To formulate our problem into a typical supervised learning task, the dataset was considered as a training set with 58 instances. Each of the alignment positions was taken as one nominal attribute (feature), and all attributes were assumed to be independent of each other. In numerical prediction analyses, the classes were the real V50 numerical values. In categorical prediction analyses, V50 values were divided into seven nominal classes based on their values; -50 > V50 ≥ -30 mV, -30 > V50 ≥ -20 mV, -20 > V50 ≥ -10 mV, -10 > V50 ≥ 0 mV, 0 > V50 ≥ 10 mV, 10 > V50 ≥ 20 mV and 20 > V50 ≥ 65 mV. The goal is to extract the data model that can best describe the relationship between the (attributes) features and the labeled classes of these data, and correctly predict the class or the numerical value of V50 of any given VKC sequence.

Basic learning algorithms

The KNN (k-nearest neighbor) classifier was used in both numerical prediction and categorical prediction analysis.
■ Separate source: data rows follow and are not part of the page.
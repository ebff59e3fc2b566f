//! Driver abstraction
//!
//! The connection manager never talks to a database library directly. A
//! [`Driver`] turns a [`ConnectSpec`] into a live [`Handle`], and a handle runs
//! prepared statements, returning a forward-only [`Cursor`] over the result.
//!
//! This module also holds the value types that flow across that boundary:
//! [`Value`], [`ParamMap`], [`Row`] and the driver-native error information.

use serde::ser::{SerializeMap, Serializer};
use serde::Serialize;
use std::fmt;
use std::sync::Arc;

use super::engine::ConnectSpec;

/// MySQL-family code for "server has gone away"
pub const CR_SERVER_GONE_ERROR: i64 = 2006;

/// MySQL-family code for "lost connection to server during query"
pub const CR_SERVER_LOST: i64 = 2013;

/// A single database value
#[derive(Debug, Clone, PartialEq, Serialize)]
#[serde(untagged)]
pub enum Value {
    Null,
    Integer(i64),
    Real(f64),
    Text(String),
    Blob(Vec<u8>),
    Bool(bool),
}

impl Value {
    pub fn is_null(&self) -> bool {
        matches!(self, Value::Null)
    }

    /// Textual form of the value as a text-returning driver would hand it back
    ///
    /// Booleans and NULL have no textual form.
    pub fn to_text(&self) -> Option<String> {
        match self {
            Value::Null | Value::Bool(_) => None,
            Value::Integer(i) => Some(i.to_string()),
            Value::Real(r) => Some(format!("{:?}", r)),
            Value::Text(s) => Some(s.clone()),
            Value::Blob(b) => String::from_utf8(b.clone()).ok(),
        }
    }

    /// Integer view of a numeric value, truncating reals and parsing numeric text
    pub fn to_integer(&self) -> Option<i64> {
        match self {
            Value::Integer(i) => Some(*i),
            Value::Real(r) if r.is_finite() => Some(r.trunc() as i64),
            Value::Text(s) => {
                let s = s.trim();
                s.parse::<i64>()
                    .ok()
                    .or_else(|| s.parse::<f64>().ok().filter(|r| r.is_finite()).map(|r| r.trunc() as i64))
            }
            _ => None,
        }
    }

    /// SQL literal used when rendering a statement for inspection
    pub fn to_sql_literal(&self) -> String {
        match self {
            Value::Null => "NULL".to_string(),
            Value::Integer(i) => i.to_string(),
            Value::Real(r) => format!("{:?}", r),
            Value::Text(s) => format!("'{}'", s.replace('\'', "''")),
            Value::Blob(b) => {
                let hex: String = b.iter().map(|byte| format!("{:02X}", byte)).collect();
                format!("X'{}'", hex)
            }
            Value::Bool(b) => if *b { "1" } else { "0" }.to_string(),
        }
    }
}

impl fmt::Display for Value {
    fn fmt(&self, f: &mut fmt::Formatter<'_>) -> fmt::Result {
        match self {
            Value::Null => write!(f, "NULL"),
            Value::Bool(b) => write!(f, "{}", b),
            other => write!(f, "{}", other.to_text().unwrap_or_default()),
        }
    }
}

impl From<i64> for Value {
    fn from(v: i64) -> Self {
        Value::Integer(v)
    }
}

impl From<i32> for Value {
    fn from(v: i32) -> Self {
        Value::Integer(v as i64)
    }
}

impl From<f64> for Value {
    fn from(v: f64) -> Self {
        Value::Real(v)
    }
}

impl From<bool> for Value {
    fn from(v: bool) -> Self {
        Value::Bool(v)
    }
}

impl From<&str> for Value {
    fn from(v: &str) -> Self {
        Value::Text(v.to_string())
    }
}

impl From<String> for Value {
    fn from(v: String) -> Self {
        Value::Text(v)
    }
}

impl From<Vec<u8>> for Value {
    fn from(v: Vec<u8>) -> Self {
        Value::Blob(v)
    }
}

impl<T: Into<Value>> From<Option<T>> for Value {
    fn from(v: Option<T>) -> Self {
        v.map(Into::into).unwrap_or(Value::Null)
    }
}

/// Declared type of a bound parameter
#[derive(Debug, Clone, Copy, PartialEq, Eq)]
pub enum ParamType {
    Null,
    Int,
    Str,
    Lob,
    Bool,
}

impl ParamType {
    /// Type a builder would declare for the given value
    pub fn of(value: &Value) -> Self {
        match value {
            Value::Null => ParamType::Null,
            Value::Integer(_) => ParamType::Int,
            Value::Bool(_) => ParamType::Bool,
            Value::Blob(_) => ParamType::Lob,
            Value::Real(_) | Value::Text(_) => ParamType::Str,
        }
    }
}

/// A named parameter with its value and declared type
#[derive(Debug, Clone, PartialEq)]
pub struct BoundParam {
    pub name: String,
    pub value: Value,
    pub kind: ParamType,
}

impl BoundParam {
    /// The value converted to its declared type, as a driver binds it
    pub fn coerced(&self) -> Value {
        match (self.kind, &self.value) {
            (ParamType::Null, _) => Value::Null,
            (_, Value::Null) => Value::Null,
            (ParamType::Int, Value::Bool(b)) => Value::Integer(*b as i64),
            (ParamType::Int, v) => v.to_integer().map(Value::Integer).unwrap_or_else(|| v.clone()),
            (ParamType::Bool, Value::Bool(b)) => Value::Integer(*b as i64),
            (ParamType::Bool, v) => Value::Integer(v.to_integer().map_or(0, |i| (i != 0) as i64)),
            (ParamType::Str, Value::Text(s)) => Value::Text(s.clone()),
            (ParamType::Str, Value::Blob(b)) => Value::Blob(b.clone()),
            (ParamType::Str, v) => Value::Text(v.to_string()),
            (ParamType::Lob, Value::Text(s)) => Value::Blob(s.clone().into_bytes()),
            (ParamType::Lob, v) => v.clone(),
        }
    }
}

/// Insertion-ordered placeholder map produced by a SQL builder
#[derive(Debug, Clone, Default, PartialEq)]
pub struct ParamMap {
    params: Vec<BoundParam>,
}

impl ParamMap {
    pub fn new() -> Self {
        Self::default()
    }

    /// Add a parameter, replacing an earlier one with the same name in place
    pub fn insert(&mut self, name: impl Into<String>, value: impl Into<Value>, kind: ParamType) {
        let name = name.into();
        let value = value.into();
        match self.params.iter_mut().find(|p| p.name == name) {
            Some(existing) => {
                existing.value = value;
                existing.kind = kind;
            }
            None => self.params.push(BoundParam { name, value, kind }),
        }
    }

    /// Builder-style insert that infers the declared type from the value
    pub fn with(mut self, name: impl Into<String>, value: impl Into<Value>) -> Self {
        let value = value.into();
        let kind = ParamType::of(&value);
        self.insert(name, value, kind);
        self
    }

    pub fn get(&self, name: &str) -> Option<&BoundParam> {
        self.params.iter().find(|p| p.name == name)
    }

    pub fn iter(&self) -> impl Iterator<Item = &BoundParam> {
        self.params.iter()
    }

    pub fn len(&self) -> usize {
        self.params.len()
    }

    pub fn is_empty(&self) -> bool {
        self.params.is_empty()
    }
}

/// How rows are shaped when fetched from a cursor
#[derive(Debug, Clone, Copy, PartialEq, Eq, Default)]
pub enum FetchMode {
    /// Whole row, addressable by column name or position
    #[default]
    Assoc,
    /// Only the column at the given position
    Column(usize),
}

/// A fetched row
#[derive(Debug, Clone, PartialEq)]
pub struct Row {
    columns: Arc<[String]>,
    values: Vec<Value>,
}

impl Row {
    pub fn new(columns: Arc<[String]>, values: Vec<Value>) -> Self {
        Self { columns, values }
    }

    pub fn columns(&self) -> &[String] {
        &self.columns
    }

    pub fn values(&self) -> &[Value] {
        &self.values
    }

    pub fn len(&self) -> usize {
        self.values.len()
    }

    pub fn is_empty(&self) -> bool {
        self.values.is_empty()
    }

    pub fn get(&self, column: &str) -> Option<&Value> {
        self.columns
            .iter()
            .position(|c| c == column)
            .and_then(|i| self.values.get(i))
    }

    pub fn get_index(&self, index: usize) -> Option<&Value> {
        self.values.get(index)
    }

    pub fn into_values(self) -> Vec<Value> {
        self.values
    }

    /// Narrow the row to the column at `index`
    pub fn project(self, index: usize) -> Option<Row> {
        let name = self.columns.get(index)?.clone();
        let value = self.values.into_iter().nth(index)?;
        Some(Row::new(Arc::from(vec![name]), vec![value]))
    }

    /// Apply a fetch mode, `None` when the requested column does not exist
    pub fn shaped(self, mode: FetchMode) -> Option<Row> {
        match mode {
            FetchMode::Assoc => Some(self),
            FetchMode::Column(index) => self.project(index),
        }
    }
}

impl Serialize for Row {
    fn serialize<S: Serializer>(&self, serializer: S) -> Result<S::Ok, S::Error> {
        let mut map = serializer.serialize_map(Some(self.values.len()))?;
        for (column, value) in self.columns.iter().zip(self.values.iter()) {
            map.serialize_entry(column, value)?;
        }
        map.end()
    }
}

/// Driver-native error information: SQLSTATE, driver code and message
#[derive(Debug, Clone, Default, PartialEq, Eq, Serialize)]
pub struct ErrorInfo {
    pub sqlstate: Option<String>,
    pub code: Option<i64>,
    pub message: Option<String>,
}

impl ErrorInfo {
    pub fn is_clear(&self) -> bool {
        self.code.is_none() && self.message.is_none()
    }
}

/// Error reported by a driver handle
#[derive(Debug, Clone, PartialEq, Eq)]
pub struct DriverError {
    pub code: Option<i64>,
    pub sqlstate: Option<String>,
    pub message: String,
}

impl DriverError {
    pub fn new(message: impl Into<String>) -> Self {
        Self {
            code: None,
            sqlstate: None,
            message: message.into(),
        }
    }

    pub fn with_code(mut self, code: i64) -> Self {
        self.code = Some(code);
        self
    }

    pub fn with_sqlstate(mut self, sqlstate: impl Into<String>) -> Self {
        self.sqlstate = Some(sqlstate.into());
        self
    }

    /// Whether the error means the server connection is gone
    pub fn is_connection_lost(&self) -> bool {
        matches!(self.code, Some(CR_SERVER_GONE_ERROR) | Some(CR_SERVER_LOST))
    }

    pub fn info(&self) -> ErrorInfo {
        ErrorInfo {
            sqlstate: self.sqlstate.clone(),
            code: self.code,
            message: Some(self.message.clone()),
        }
    }
}

impl fmt::Display for DriverError {
    fn fmt(&self, f: &mut fmt::Formatter<'_>) -> fmt::Result {
        match (&self.sqlstate, self.code) {
            (Some(state), Some(code)) => write!(f, "[{}] ({}) {}", state, code, self.message),
            (None, Some(code)) => write!(f, "({}) {}", code, self.message),
            (Some(state), None) => write!(f, "[{}] {}", state, self.message),
            (None, None) => write!(f, "{}", self.message),
        }
    }
}

impl std::error::Error for DriverError {}

/// Server and driver attributes reported by a live handle
#[derive(Debug, Clone, Default, PartialEq, Eq, Serialize)]
pub struct ServerInfo {
    pub driver: String,
    #[serde(skip_serializing_if = "Option::is_none")]
    pub server: Option<String>,
    #[serde(skip_serializing_if = "Option::is_none")]
    pub client: Option<String>,
    #[serde(skip_serializing_if = "Option::is_none")]
    pub version: Option<String>,
    #[serde(skip_serializing_if = "Option::is_none")]
    pub connection: Option<String>,
}

/// Forward-only result of an executed statement
pub trait Cursor {
    /// Names of the result columns (empty for statements without a result set)
    fn columns(&self) -> &[String];

    /// Fetch the next row, `None` once the result is exhausted
    fn fetch(&mut self) -> Result<Option<Row>, DriverError>;

    /// Number of rows affected by a data-changing statement
    fn rows_affected(&self) -> usize;

    fn column_count(&self) -> usize {
        self.columns().len()
    }

    /// Fetch the next row and return the value in its first column
    fn fetch_column(&mut self) -> Result<Option<Value>, DriverError> {
        Ok(self
            .fetch()?
            .and_then(|row| row.into_values().into_iter().next()))
    }

    /// Drain the remaining rows
    fn fetch_all(&mut self) -> Result<Vec<Row>, DriverError> {
        let mut rows = Vec::new();
        while let Some(row) = self.fetch()? {
            rows.push(row);
        }
        Ok(rows)
    }
}

/// A live connection to a data store
pub trait Handle {
    /// Run a statement without parameters or result, used for session commands
    fn execute_command(&mut self, sql: &str) -> Result<(), DriverError>;

    /// Prepare `sql`, bind every parameter by name, apply the fetch mode and execute
    fn run(
        &mut self,
        sql: &str,
        params: &ParamMap,
        fetch: Option<FetchMode>,
    ) -> Result<Box<dyn Cursor>, DriverError>;

    fn begin(&mut self) -> Result<(), DriverError>;

    fn commit(&mut self) -> Result<(), DriverError>;

    fn rollback(&mut self) -> Result<(), DriverError>;

    /// Native "last insert id" primitive
    fn last_insert_id(&mut self) -> Result<Value, DriverError>;

    /// Error state of the handle itself (not of any statement)
    fn error_info(&self) -> ErrorInfo;

    fn server_info(&self) -> ServerInfo;
}

/// Factory for handles
pub trait Driver {
    fn name(&self) -> &str;

    /// Open a new handle for the given connection spec
    fn connect(&self, spec: &ConnectSpec) -> Result<Box<dyn Handle>, DriverError>;
}

/// Cursor over rows that were already read from the driver
pub struct BufferedCursor {
    columns: Arc<[String]>,
    rows: std::collections::VecDeque<Vec<Value>>,
    mode: FetchMode,
    rows_affected: usize,
}

impl BufferedCursor {
    pub fn new(columns: Vec<String>, rows: Vec<Vec<Value>>, mode: FetchMode) -> Self {
        Self {
            columns: Arc::from(columns),
            rows: rows.into(),
            mode,
            rows_affected: 0,
        }
    }

    /// Cursor for a statement that produced no result set
    pub fn affected(rows_affected: usize) -> Self {
        Self {
            columns: Arc::from(Vec::<String>::new()),
            rows: Default::default(),
            mode: FetchMode::Assoc,
            rows_affected,
        }
    }
}

impl Cursor for BufferedCursor {
    fn columns(&self) -> &[String] {
        &self.columns
    }

    fn fetch(&mut self) -> Result<Option<Row>, DriverError> {
        while let Some(values) = self.rows.pop_front() {
            if let Some(row) = Row::new(self.columns.clone(), values).shaped(self.mode) {
                return Ok(Some(row));
            }
        }
        Ok(None)
    }

    fn rows_affected(&self) -> usize {
        self.rows_affected
    }
}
All KNN classifications were tested with k values of 1 to 5. Decision Tree, Naïve Bayes Learner, Kernel Density Classifier and OneR Classifier algorithms were also used in categorical predictions. The algorithms used are implemented in the WEKA package 3.2.3 [30].

The prediction accuracies were used to evaluate the learning performance in categorical prediction. The mean absolute errors (MAEs), the average absolute difference between the predicted values and the published values, were used to assess the numerical prediction. All learning performances were evaluated using a repeated ten times ten-fold cross validation.

Feature selection

Filtering and wrapper algorithms were used to select a subset of features with the best prediction performance, to decrease the dimensionality of the learning problem.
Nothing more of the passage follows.